(Stored items)

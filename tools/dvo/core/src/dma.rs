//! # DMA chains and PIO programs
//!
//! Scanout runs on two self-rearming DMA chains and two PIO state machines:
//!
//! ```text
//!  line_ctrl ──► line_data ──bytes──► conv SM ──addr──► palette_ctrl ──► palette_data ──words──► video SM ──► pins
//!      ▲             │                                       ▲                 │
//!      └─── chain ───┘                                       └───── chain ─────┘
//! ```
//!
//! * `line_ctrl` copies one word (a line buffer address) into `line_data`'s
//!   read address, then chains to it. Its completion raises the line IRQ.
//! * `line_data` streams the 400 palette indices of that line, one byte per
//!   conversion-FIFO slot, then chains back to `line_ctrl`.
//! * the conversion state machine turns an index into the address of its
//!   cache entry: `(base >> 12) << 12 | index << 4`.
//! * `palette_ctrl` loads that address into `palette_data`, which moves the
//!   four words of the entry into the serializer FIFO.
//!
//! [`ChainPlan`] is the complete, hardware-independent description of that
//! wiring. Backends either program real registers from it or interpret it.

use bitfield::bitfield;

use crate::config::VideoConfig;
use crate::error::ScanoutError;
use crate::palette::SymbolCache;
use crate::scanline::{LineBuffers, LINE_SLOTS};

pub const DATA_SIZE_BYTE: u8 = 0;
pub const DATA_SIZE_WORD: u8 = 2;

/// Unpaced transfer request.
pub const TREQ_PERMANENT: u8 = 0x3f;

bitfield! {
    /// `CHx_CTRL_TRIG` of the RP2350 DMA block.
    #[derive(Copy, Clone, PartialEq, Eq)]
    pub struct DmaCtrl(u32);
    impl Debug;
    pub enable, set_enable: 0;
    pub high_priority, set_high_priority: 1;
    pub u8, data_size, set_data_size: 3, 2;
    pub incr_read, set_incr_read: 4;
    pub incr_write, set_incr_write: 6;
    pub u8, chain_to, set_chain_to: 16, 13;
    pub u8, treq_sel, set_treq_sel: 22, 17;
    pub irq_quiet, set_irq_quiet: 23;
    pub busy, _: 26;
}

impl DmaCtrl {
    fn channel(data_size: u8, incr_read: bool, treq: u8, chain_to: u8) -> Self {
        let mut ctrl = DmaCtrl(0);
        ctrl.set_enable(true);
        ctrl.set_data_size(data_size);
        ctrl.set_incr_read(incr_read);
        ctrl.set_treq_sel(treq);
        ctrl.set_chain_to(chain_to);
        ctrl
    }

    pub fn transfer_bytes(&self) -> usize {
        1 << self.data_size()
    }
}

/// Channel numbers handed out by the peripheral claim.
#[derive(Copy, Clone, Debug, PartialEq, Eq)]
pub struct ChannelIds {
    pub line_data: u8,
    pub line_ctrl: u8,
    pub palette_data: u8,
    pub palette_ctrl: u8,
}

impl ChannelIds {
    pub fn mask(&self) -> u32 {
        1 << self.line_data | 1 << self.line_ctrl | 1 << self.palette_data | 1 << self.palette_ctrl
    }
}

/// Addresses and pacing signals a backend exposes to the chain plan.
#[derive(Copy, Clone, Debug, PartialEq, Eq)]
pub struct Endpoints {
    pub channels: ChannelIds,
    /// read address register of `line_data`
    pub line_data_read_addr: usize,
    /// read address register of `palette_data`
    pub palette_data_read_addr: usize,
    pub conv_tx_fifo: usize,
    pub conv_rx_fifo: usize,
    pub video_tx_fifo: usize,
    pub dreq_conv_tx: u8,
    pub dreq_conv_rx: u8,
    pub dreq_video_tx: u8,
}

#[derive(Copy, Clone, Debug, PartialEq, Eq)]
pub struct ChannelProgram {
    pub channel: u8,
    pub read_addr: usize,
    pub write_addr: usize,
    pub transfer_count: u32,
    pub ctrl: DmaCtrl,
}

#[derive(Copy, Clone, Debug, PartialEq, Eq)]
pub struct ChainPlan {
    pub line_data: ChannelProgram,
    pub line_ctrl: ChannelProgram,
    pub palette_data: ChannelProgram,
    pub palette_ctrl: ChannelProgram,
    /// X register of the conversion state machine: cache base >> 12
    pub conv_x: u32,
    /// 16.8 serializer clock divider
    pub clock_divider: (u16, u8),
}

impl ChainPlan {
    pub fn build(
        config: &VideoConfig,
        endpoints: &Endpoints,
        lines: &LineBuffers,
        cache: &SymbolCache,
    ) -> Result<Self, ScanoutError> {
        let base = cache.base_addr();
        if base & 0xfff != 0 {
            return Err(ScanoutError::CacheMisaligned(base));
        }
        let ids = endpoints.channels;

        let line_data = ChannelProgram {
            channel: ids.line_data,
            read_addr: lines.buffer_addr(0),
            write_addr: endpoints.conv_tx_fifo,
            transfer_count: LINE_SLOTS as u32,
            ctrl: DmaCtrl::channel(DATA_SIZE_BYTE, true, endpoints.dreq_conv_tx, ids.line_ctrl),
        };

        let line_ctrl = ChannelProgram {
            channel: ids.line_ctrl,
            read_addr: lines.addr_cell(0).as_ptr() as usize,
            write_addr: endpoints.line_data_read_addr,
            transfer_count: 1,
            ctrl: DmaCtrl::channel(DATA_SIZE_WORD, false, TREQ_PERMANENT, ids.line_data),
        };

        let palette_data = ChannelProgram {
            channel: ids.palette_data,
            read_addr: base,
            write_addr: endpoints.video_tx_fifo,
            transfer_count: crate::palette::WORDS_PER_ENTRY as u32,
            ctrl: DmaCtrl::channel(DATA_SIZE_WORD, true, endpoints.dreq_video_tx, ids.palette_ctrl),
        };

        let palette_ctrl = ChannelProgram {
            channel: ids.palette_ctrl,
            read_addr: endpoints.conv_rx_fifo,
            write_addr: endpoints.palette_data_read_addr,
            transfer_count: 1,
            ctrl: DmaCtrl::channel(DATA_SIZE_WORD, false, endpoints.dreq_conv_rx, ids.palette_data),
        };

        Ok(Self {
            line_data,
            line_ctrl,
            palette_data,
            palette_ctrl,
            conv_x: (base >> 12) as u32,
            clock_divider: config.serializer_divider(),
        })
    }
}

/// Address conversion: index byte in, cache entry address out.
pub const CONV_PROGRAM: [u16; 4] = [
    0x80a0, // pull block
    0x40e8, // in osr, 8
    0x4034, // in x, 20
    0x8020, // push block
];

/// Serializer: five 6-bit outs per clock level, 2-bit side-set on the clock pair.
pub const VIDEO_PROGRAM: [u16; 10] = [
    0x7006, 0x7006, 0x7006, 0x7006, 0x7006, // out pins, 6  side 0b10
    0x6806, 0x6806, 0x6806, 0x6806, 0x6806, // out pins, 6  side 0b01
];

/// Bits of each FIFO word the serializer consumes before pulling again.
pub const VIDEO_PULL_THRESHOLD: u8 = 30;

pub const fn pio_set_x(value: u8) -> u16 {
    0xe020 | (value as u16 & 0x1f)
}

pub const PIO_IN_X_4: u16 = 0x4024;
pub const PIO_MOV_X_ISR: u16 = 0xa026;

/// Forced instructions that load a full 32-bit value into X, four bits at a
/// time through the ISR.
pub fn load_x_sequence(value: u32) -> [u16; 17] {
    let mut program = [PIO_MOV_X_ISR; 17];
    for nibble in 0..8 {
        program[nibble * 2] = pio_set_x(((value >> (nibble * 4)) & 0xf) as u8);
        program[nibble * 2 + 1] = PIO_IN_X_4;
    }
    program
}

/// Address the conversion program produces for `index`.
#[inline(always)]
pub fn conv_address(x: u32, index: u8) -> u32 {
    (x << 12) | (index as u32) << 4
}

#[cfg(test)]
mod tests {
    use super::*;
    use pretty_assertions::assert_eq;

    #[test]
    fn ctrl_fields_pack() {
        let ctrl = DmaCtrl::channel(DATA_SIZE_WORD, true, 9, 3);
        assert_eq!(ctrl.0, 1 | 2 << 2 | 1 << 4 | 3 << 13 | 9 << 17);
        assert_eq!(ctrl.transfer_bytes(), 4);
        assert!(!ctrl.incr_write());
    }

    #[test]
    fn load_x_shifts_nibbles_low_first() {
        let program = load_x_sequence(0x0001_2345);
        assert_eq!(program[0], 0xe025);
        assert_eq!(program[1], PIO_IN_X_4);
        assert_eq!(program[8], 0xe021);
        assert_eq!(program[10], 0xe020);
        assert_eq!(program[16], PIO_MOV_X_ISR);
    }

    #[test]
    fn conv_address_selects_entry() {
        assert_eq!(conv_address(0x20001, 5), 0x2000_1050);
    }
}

Exercise details
Write out again, exactly, the line containing "assert_eq!(program[8], 0xe021);" and every later line of the records. Omit the rest.

Solution to the exercise
        assert_eq!(program[8], 0xe021);
        assert_eq!(program[10], 0xe020);
        assert_eq!(program[16], PIO_MOV_X_ISR);
    }

    #[test]
    fn conv_address_selects_entry() {
        assert_eq!(conv_address(0x20001, 5), 0x2000_1050);
    }
}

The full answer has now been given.